Entries taken from a collection

=-=-=-=-=

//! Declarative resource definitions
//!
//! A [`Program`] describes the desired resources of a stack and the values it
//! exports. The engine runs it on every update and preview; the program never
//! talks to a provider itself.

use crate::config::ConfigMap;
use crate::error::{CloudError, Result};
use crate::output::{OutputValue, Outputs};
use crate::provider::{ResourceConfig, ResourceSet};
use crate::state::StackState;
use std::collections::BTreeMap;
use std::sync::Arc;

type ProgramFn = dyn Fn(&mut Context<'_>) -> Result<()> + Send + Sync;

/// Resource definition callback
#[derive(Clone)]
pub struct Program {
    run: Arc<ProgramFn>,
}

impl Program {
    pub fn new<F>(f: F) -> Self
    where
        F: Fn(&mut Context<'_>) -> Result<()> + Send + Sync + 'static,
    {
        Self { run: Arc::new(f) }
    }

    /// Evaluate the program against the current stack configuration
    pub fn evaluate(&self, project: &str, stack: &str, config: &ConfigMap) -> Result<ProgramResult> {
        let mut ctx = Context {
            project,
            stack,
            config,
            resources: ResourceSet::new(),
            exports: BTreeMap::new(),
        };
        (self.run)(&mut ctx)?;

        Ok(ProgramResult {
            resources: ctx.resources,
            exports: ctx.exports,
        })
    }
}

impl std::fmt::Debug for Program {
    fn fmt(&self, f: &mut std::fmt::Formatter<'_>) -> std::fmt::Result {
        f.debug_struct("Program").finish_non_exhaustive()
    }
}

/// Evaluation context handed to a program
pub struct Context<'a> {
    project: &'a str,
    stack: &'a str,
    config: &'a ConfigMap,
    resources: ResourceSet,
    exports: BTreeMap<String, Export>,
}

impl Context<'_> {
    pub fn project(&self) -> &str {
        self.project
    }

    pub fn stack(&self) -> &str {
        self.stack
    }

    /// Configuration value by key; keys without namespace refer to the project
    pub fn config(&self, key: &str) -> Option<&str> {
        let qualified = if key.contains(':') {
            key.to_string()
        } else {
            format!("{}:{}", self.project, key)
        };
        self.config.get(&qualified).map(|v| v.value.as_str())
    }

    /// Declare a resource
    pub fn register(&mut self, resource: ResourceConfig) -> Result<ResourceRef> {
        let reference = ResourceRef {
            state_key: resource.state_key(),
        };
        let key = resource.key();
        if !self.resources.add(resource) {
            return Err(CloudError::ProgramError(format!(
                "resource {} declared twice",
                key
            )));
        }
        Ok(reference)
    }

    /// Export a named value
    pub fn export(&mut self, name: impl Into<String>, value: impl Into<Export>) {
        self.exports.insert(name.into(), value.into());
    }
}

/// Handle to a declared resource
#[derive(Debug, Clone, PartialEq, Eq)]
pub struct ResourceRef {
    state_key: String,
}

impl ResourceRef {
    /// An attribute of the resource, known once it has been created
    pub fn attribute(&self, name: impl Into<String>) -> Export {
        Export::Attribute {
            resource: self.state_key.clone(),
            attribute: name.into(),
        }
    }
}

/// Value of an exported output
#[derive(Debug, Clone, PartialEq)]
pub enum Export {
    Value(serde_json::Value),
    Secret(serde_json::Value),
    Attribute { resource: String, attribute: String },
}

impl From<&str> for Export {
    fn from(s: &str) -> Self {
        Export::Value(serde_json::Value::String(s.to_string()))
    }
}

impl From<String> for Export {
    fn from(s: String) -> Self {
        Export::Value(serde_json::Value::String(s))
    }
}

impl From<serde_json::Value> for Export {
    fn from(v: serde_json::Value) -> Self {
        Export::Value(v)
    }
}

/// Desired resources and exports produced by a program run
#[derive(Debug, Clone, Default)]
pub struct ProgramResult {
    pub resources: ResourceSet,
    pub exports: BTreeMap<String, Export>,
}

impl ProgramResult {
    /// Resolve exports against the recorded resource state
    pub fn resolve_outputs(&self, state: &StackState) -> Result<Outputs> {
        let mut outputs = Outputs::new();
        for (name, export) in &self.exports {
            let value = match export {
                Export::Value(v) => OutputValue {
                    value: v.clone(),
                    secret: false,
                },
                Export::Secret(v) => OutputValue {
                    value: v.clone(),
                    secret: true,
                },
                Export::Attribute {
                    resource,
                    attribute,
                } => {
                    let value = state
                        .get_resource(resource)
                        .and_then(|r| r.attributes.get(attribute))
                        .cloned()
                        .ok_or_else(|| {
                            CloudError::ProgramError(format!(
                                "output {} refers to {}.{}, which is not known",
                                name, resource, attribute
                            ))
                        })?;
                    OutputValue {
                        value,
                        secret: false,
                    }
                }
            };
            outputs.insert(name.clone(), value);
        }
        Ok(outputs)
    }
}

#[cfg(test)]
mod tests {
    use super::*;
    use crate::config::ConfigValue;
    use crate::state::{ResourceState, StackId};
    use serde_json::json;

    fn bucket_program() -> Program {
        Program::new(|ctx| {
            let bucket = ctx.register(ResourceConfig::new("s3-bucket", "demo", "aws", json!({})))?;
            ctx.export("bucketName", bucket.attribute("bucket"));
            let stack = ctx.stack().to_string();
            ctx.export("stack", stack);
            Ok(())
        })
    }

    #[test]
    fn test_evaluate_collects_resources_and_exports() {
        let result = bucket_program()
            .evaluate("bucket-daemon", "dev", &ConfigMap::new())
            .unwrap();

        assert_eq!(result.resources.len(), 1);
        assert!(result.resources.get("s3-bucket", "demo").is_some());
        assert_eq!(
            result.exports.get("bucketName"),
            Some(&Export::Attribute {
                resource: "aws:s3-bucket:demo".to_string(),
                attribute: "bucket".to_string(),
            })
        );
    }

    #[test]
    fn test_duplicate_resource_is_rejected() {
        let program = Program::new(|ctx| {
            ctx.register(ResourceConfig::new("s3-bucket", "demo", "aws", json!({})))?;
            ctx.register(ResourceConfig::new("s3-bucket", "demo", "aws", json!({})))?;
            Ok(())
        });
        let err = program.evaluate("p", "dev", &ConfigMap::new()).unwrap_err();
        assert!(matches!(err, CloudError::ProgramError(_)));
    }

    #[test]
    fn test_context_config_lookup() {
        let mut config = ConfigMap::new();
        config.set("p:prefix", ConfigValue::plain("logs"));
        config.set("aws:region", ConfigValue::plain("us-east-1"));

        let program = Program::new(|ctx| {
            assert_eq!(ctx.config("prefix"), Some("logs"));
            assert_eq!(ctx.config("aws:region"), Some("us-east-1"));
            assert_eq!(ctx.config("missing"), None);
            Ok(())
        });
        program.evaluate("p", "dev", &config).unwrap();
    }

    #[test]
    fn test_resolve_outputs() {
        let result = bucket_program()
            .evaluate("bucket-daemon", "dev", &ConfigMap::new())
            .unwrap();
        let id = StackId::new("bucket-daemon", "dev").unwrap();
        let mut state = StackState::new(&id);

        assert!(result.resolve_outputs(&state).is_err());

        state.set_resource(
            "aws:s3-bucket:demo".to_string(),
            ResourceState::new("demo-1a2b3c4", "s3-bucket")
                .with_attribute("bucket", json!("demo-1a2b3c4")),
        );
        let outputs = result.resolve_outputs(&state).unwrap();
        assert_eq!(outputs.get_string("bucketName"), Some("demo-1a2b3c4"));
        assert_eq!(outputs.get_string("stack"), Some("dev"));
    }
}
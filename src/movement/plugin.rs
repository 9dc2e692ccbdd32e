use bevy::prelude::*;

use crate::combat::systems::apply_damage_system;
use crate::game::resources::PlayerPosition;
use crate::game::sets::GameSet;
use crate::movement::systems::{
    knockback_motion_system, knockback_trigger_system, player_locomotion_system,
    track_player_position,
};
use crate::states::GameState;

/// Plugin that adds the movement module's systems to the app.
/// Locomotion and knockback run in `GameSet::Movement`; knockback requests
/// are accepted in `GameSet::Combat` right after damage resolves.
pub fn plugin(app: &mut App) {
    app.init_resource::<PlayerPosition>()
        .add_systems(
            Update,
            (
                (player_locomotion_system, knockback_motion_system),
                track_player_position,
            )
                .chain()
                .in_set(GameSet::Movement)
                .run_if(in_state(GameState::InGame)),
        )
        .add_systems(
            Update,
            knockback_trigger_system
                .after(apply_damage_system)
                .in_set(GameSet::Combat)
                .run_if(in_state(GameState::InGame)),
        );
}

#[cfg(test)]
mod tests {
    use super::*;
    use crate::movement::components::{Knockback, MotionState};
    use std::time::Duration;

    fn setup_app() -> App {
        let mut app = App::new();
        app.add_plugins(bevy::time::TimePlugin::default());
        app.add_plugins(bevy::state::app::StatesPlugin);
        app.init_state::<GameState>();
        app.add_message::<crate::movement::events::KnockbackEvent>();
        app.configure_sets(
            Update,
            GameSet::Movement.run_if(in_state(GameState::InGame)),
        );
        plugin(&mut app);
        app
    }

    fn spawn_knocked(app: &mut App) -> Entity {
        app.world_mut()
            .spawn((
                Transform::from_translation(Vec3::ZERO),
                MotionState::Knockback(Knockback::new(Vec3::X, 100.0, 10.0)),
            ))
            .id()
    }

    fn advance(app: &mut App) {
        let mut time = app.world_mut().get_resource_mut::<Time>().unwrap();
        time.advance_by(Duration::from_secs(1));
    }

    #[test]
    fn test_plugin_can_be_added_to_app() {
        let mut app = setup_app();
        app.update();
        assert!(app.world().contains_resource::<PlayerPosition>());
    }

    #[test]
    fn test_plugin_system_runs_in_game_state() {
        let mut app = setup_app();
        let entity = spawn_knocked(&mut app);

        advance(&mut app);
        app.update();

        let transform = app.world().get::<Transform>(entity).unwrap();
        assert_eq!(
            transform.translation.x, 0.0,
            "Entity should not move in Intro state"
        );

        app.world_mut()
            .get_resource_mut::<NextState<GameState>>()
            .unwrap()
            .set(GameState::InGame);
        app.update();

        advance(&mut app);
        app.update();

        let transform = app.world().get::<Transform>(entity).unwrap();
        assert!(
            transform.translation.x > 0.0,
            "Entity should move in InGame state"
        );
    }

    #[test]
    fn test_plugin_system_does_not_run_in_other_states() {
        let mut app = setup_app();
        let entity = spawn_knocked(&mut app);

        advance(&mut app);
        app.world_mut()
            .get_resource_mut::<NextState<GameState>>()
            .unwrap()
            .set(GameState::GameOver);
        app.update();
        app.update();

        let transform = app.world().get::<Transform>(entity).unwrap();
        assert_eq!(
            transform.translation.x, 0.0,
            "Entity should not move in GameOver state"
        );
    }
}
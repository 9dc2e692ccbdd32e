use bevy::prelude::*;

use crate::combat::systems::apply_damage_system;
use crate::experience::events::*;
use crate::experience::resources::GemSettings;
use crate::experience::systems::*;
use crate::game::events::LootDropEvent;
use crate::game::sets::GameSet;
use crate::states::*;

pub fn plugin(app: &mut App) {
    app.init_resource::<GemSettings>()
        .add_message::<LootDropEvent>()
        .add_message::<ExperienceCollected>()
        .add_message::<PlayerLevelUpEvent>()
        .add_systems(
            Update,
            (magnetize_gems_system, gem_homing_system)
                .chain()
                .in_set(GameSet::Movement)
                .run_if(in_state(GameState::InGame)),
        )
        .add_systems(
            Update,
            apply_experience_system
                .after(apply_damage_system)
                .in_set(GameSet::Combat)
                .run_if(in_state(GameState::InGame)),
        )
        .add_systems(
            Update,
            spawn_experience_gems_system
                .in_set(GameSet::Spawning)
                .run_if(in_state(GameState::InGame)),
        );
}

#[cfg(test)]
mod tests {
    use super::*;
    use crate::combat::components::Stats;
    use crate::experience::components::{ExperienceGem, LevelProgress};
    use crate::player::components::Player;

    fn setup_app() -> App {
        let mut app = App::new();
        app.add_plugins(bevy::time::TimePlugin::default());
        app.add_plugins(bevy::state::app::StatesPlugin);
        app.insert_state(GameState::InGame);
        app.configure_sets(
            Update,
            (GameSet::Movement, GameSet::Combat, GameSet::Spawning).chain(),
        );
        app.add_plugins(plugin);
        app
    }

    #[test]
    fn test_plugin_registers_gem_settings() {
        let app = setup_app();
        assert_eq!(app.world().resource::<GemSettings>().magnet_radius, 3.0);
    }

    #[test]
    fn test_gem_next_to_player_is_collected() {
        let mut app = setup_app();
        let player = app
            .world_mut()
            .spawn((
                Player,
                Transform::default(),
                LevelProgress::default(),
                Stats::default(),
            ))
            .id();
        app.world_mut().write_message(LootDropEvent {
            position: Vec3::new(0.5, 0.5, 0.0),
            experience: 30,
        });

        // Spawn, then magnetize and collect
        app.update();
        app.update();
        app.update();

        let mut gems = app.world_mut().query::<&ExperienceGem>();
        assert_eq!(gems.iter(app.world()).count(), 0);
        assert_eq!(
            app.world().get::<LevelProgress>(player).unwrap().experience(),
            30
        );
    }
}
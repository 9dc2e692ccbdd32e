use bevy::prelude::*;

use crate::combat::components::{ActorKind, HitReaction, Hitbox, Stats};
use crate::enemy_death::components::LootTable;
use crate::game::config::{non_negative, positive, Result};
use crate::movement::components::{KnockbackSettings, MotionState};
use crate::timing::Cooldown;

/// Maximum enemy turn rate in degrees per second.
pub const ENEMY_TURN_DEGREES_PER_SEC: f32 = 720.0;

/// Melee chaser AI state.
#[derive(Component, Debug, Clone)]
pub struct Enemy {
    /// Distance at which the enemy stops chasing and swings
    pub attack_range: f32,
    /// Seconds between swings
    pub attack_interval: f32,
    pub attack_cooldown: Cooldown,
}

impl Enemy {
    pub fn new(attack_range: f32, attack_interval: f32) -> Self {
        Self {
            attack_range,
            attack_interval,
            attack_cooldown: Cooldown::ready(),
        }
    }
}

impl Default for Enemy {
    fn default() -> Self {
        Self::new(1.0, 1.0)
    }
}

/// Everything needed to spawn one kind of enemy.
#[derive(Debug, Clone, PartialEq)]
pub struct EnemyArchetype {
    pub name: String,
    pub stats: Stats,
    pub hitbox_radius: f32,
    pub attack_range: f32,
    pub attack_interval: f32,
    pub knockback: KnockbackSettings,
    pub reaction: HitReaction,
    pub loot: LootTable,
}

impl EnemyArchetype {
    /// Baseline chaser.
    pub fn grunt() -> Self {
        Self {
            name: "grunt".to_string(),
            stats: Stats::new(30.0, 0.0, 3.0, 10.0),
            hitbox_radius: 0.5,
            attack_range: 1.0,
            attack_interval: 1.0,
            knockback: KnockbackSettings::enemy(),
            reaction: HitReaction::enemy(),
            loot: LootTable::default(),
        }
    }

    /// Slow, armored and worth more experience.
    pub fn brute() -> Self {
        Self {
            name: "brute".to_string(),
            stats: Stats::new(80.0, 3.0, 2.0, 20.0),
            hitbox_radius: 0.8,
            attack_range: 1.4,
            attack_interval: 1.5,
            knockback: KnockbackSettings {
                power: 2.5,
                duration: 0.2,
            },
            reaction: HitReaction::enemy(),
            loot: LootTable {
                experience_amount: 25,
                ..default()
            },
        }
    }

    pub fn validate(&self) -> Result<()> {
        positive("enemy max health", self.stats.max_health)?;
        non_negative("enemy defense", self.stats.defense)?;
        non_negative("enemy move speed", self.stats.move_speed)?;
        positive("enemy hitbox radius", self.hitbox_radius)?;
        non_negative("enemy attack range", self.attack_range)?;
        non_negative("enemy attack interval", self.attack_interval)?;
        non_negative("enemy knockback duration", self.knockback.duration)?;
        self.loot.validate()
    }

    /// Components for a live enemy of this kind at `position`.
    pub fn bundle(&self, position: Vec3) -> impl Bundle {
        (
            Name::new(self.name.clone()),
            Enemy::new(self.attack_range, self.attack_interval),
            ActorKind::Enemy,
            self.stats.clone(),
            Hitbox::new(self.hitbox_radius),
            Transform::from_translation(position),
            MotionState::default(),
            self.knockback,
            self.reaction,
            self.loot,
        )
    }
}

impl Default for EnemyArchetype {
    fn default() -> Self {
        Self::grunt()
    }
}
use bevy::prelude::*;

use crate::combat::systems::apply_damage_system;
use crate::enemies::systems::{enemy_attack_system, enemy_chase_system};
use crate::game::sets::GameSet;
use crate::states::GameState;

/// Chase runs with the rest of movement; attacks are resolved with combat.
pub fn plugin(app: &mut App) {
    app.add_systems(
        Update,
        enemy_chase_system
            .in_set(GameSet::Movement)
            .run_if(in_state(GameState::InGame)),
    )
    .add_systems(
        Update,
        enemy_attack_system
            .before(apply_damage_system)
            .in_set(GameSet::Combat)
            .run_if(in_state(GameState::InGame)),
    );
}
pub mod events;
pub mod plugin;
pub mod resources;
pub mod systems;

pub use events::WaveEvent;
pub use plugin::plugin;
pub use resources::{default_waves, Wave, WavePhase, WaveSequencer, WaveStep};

=-=-=-=-=

Please retype, with no changes, the lines that run from the first line of the entries to the line with "use std::collections::BTreeMap;", both ends included.

//! Declarative resource definitions
//!
//! A [`Program`] describes the desired resources of a stack and the values it
//! exports. The engine runs it on every update and preview; the program never
//! talks to a provider itself.

use crate::config::ConfigMap;
use crate::error::{CloudError, Result};
use crate::output::{OutputValue, Outputs};
use crate::provider::{ResourceConfig, ResourceSet};
use crate::state::StackState;
use std::collections::BTreeMap;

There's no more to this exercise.